I recently had the opportunity to present some of my research findings at the 16th Annual Helping Families Change Conference (HFCC) in Sydney, Australia. In order to see a list of all the presentations, along with most of their respective powerpoints, click on this HFCC link or click here to read presenters’ abstracts.
The symposium I was in was called Parenting in a Cross-Cultural Context, and I was able to present next to Dr Rachel Calam from the University of Manchester and PhD Candidate Konstantinos Foskolos (his ResearchGate link) from Oxford University. Another researcher, Dr Susan Stern from the University of Toronto was supposed to present her findings, but unfortunately she fell ill right before the conference.

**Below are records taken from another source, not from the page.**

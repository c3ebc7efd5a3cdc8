pub mod setup;
pub mod webhook_detail;
pub mod webhook_list;
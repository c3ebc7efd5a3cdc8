use crate::record::{HeaderMap, WebhookRecord};
use chrono::{TimeZone, Utc};

/// POST record with a JSON content type and the given body.
pub fn record_with_body(id: i64, body: &str) -> WebhookRecord {
    let mut headers = HeaderMap::new();
    headers.insert("content-type".to_string(), "application/json".to_string());
    WebhookRecord::capture(
        id,
        Utc.timestamp_opt(1_700_000_000 + id, 0).unwrap(),
        "POST",
        "/webhook",
        headers,
        body,
    )
}

/// GET record with no headers and an empty body.
pub fn record(id: i64) -> WebhookRecord {
    WebhookRecord::capture(
        id,
        Utc.timestamp_opt(1_700_000_000 + id, 0).unwrap(),
        "GET",
        format!("/hook/{id}"),
        HeaderMap::new(),
        "",
    )
}

/// `count` records with ids `1..=count`, newest first (store page order).
pub fn records_desc(count: i64) -> Vec<WebhookRecord> {
    (1..=count).rev().map(record).collect()
}
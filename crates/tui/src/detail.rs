//! Frozen, scrollable content of the detail screen.

use unicode_width::UnicodeWidthChar;
use webhook_tui_core::WebhookRecord;

/// What a row of detail content represents; drives its styling.
#[derive(Debug, Clone, Copy, PartialEq, Eq)]
pub enum RowKind {
    /// `Label: value` metadata line.
    Field,
    /// Section heading ("Headers", "Body").
    Heading,
    /// `name: value` request header.
    Header,
    Body,
    /// Placeholder for an empty body.
    Placeholder,
    Blank,
}

/// One display row. `label_len` is the char count of the highlighted label
/// prefix on this row (0 for continuation rows and unlabeled rows).
#[derive(Debug, Clone, PartialEq, Eq)]
pub struct DetailRow {
    pub kind: RowKind,
    pub text: String,
    pub label_len: usize,
}

impl DetailRow {
    fn plain(kind: RowKind, text: impl Into<String>) -> Self {
        Self {
            kind,
            text: text.into(),
            label_len: 0,
        }
    }

    fn labeled(kind: RowKind, label: &str, value: &str) -> Self {
        let text = format!("{label}: {value}");
        Self {
            kind,
            label_len: label.chars().count() + 1,
            text,
        }
    }

    pub fn label(&self) -> &str {
        split_at_char(&self.text, self.label_len).0
    }

    pub fn value(&self) -> &str {
        split_at_char(&self.text, self.label_len).1
    }
}

/// Content of the detail screen, captured when the screen is opened.
///
/// Later changes to the record list do not affect an open snapshot. Rows are
/// kept wrapped for the last width given to [`DetailSnapshot::set_width`].
#[derive(Debug, Clone, PartialEq)]
pub struct DetailSnapshot {
    pub id: i64,
    pub method: String,
    rows: Vec<DetailRow>,
    wrap_width: u16,
    lines: Vec<DetailRow>,
}

impl DetailSnapshot {
    pub fn capture(record: &WebhookRecord, width: u16) -> Self {
        let mut rows = vec![
            DetailRow::labeled(RowKind::Field, "Method", &record.method),
            DetailRow::labeled(RowKind::Field, "Path", &record.path),
            DetailRow::labeled(RowKind::Field, "Time", &record.timestamp.to_rfc3339()),
            DetailRow::plain(RowKind::Blank, ""),
            DetailRow::plain(RowKind::Heading, "Headers"),
        ];
        for (name, value) in &record.headers {
            rows.push(DetailRow::labeled(RowKind::Header, &format!("  {name}"), value));
        }
        rows.push(DetailRow::plain(RowKind::Blank, ""));
        rows.push(DetailRow::plain(RowKind::Heading, "Body"));

        let pretty = record
            .body_json
            .as_ref()
            .and_then(|value| serde_json::to_string_pretty(value).ok());
        match pretty {
            Some(text) => push_body(&mut rows, &text),
            None if !record.body.is_empty() => push_body(&mut rows, &record.body),
            None => rows.push(DetailRow::plain(RowKind::Placeholder, "(empty)")),
        }

        let lines = wrap_rows(&rows, width);
        Self {
            id: record.id,
            method: record.method.clone(),
            rows,
            wrap_width: width,
            lines,
        }
    }

    pub fn title(&self) -> String {
        format!("Webhook #{} Details", self.id)
    }

    /// Re-wrap for a new width. Returns false when `width` is unchanged.
    pub fn set_width(&mut self, width: u16) -> bool {
        if width == self.wrap_width {
            return false;
        }
        self.lines = wrap_rows(&self.rows, width);
        self.wrap_width = width;
        true
    }

    pub fn wrap_width(&self) -> u16 {
        self.wrap_width
    }

    /// Rows hard-wrapped to the current width.
    pub fn lines(&self) -> &[DetailRow] {
        &self.lines
    }

    pub fn line_count(&self) -> usize {
        self.lines.len()
    }

    /// Rows hard-wrapped to an arbitrary `width`, leaving the cache alone.
    pub fn wrapped(&self, width: u16) -> Vec<DetailRow> {
        wrap_rows(&self.rows, width)
    }
}

fn wrap_rows(rows: &[DetailRow], width: u16) -> Vec<DetailRow> {
    let width = usize::from(width.max(1));
    let mut out = Vec::with_capacity(rows.len());
    for row in rows {
        let mut label_len = row.label_len;
        for chunk in wrap_line(&row.text, width) {
            let chunk_chars = chunk.chars().count();
            out.push(DetailRow {
                kind: row.kind,
                label_len: label_len.min(chunk_chars),
                text: chunk,
            });
            label_len = label_len.saturating_sub(chunk_chars);
        }
    }
    out
}

fn push_body(rows: &mut Vec<DetailRow>, text: &str) {
    for line in text.lines() {
        rows.push(DetailRow::plain(RowKind::Body, line.replace('\t', "    ")));
    }
}

fn split_at_char(text: &str, chars: usize) -> (&str, &str) {
    let idx = text
        .char_indices()
        .nth(chars)
        .map_or(text.len(), |(idx, _)| idx);
    text.split_at(idx)
}

/// Hard-wrap one line by display width. An empty line yields one empty row.
fn wrap_line(line: &str, width: usize) -> Vec<String> {
    let mut out = Vec::new();
    let mut current = String::new();
    let mut current_width = 0;
    for ch in line.chars().filter(|c| *c != '\r') {
        let w = ch.width().unwrap_or(0);
        if current_width + w > width && !current.is_empty() {
            out.push(std::mem::take(&mut current));
            current_width = 0;
        }
        current.push(ch);
        current_width += w;
    }
    out.push(current);
    out
}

Dr. Calam was presenting on behalf of one of her students who couldn’t make it to the conference. They had completed an RCT in central America, showing that parents (mothers) who received Triple P could benefit from the program.
Konstantinos Foskolos presented his findings from his RCT on Cypriot parents (mothers) receiving Triple P, although some of the findings were not significant.
Below is his powerpoint presentation (click on it to open the full powerpoint):
I, Michael Wells, along with Dr Raziye Salari presented findings on which background factors mothers and fathers have when comparing those who do and do not participate in a universally-offered, practitioner-led parent support program (Triple P).
As it turns out from our Swedish sample, mothers possessed 5 characteristics that made them more likely to participate: 1) if they were born in Sweden, 2) had a college degree, 3) were overreactive with their parenting, 4) had a boy, and 5) if they perceived their child as having behavior problems.
Fathers were more likely to participate if they perceived themselves as stressed and if they perceived emotional problems in their children.
Clearly mothers and fathers participated for different reasons. Therefore, when marketing a parent support program or when giving the intervention, practitioners should be aware of the parents’ different needs, especially if trying to recruit and retain fathers.
In other words, just talking about behavior problems in children will not get fathers in the door nor keep them attending sessions–as they are not concerned with this problem, mothers are. Fathers would like more information on how to manage children’s emotional problems.
Additionally, we found that the more background factors a parent had, the more likely they were to attend. Therefore, if mothers were only struggling with behavior problems, but did not have a college degree, were from another country, had a girl, and didn’t overreact when managing their child’s behaviors, then they weren’t likely to attend, even though they could still benefit from the program.
Therefore universally-offered programs may be reaching the parents most in need, but that doesn’t mean they’re reaching all of the parents in need.
In another symposium entitled Implementation Issues: Current and Future Issues of Significance, my co-researcher, Dr Raziye Salari, gave a presentation.
Dr Raziye Salari also gave a presentation on marketing parenting programs to families through online advertisements. One picture had a preventative message, while the other showed a promotion ad. The prevention picture is highlighted by a child giving “the finger” while the promotion ad is highlighted by a child giving the peace sign–with the idea being that you either don’t want this to happen to your child or come get the skills so that life can go well.
Dr Salari and her co-researcher, Anna Backman, concluded that while the prevention ad receives more clicks, neither program is more likely to have parents actually sign-up for the parent support program; These findings are contrary to the theoretical work that these researchers found, where parents stated that they would be more likely to join if they saw the promotion ad.
However, both ads may attract different parents, and therefore both types of ads should be used when trying to promote a parent support program to parents.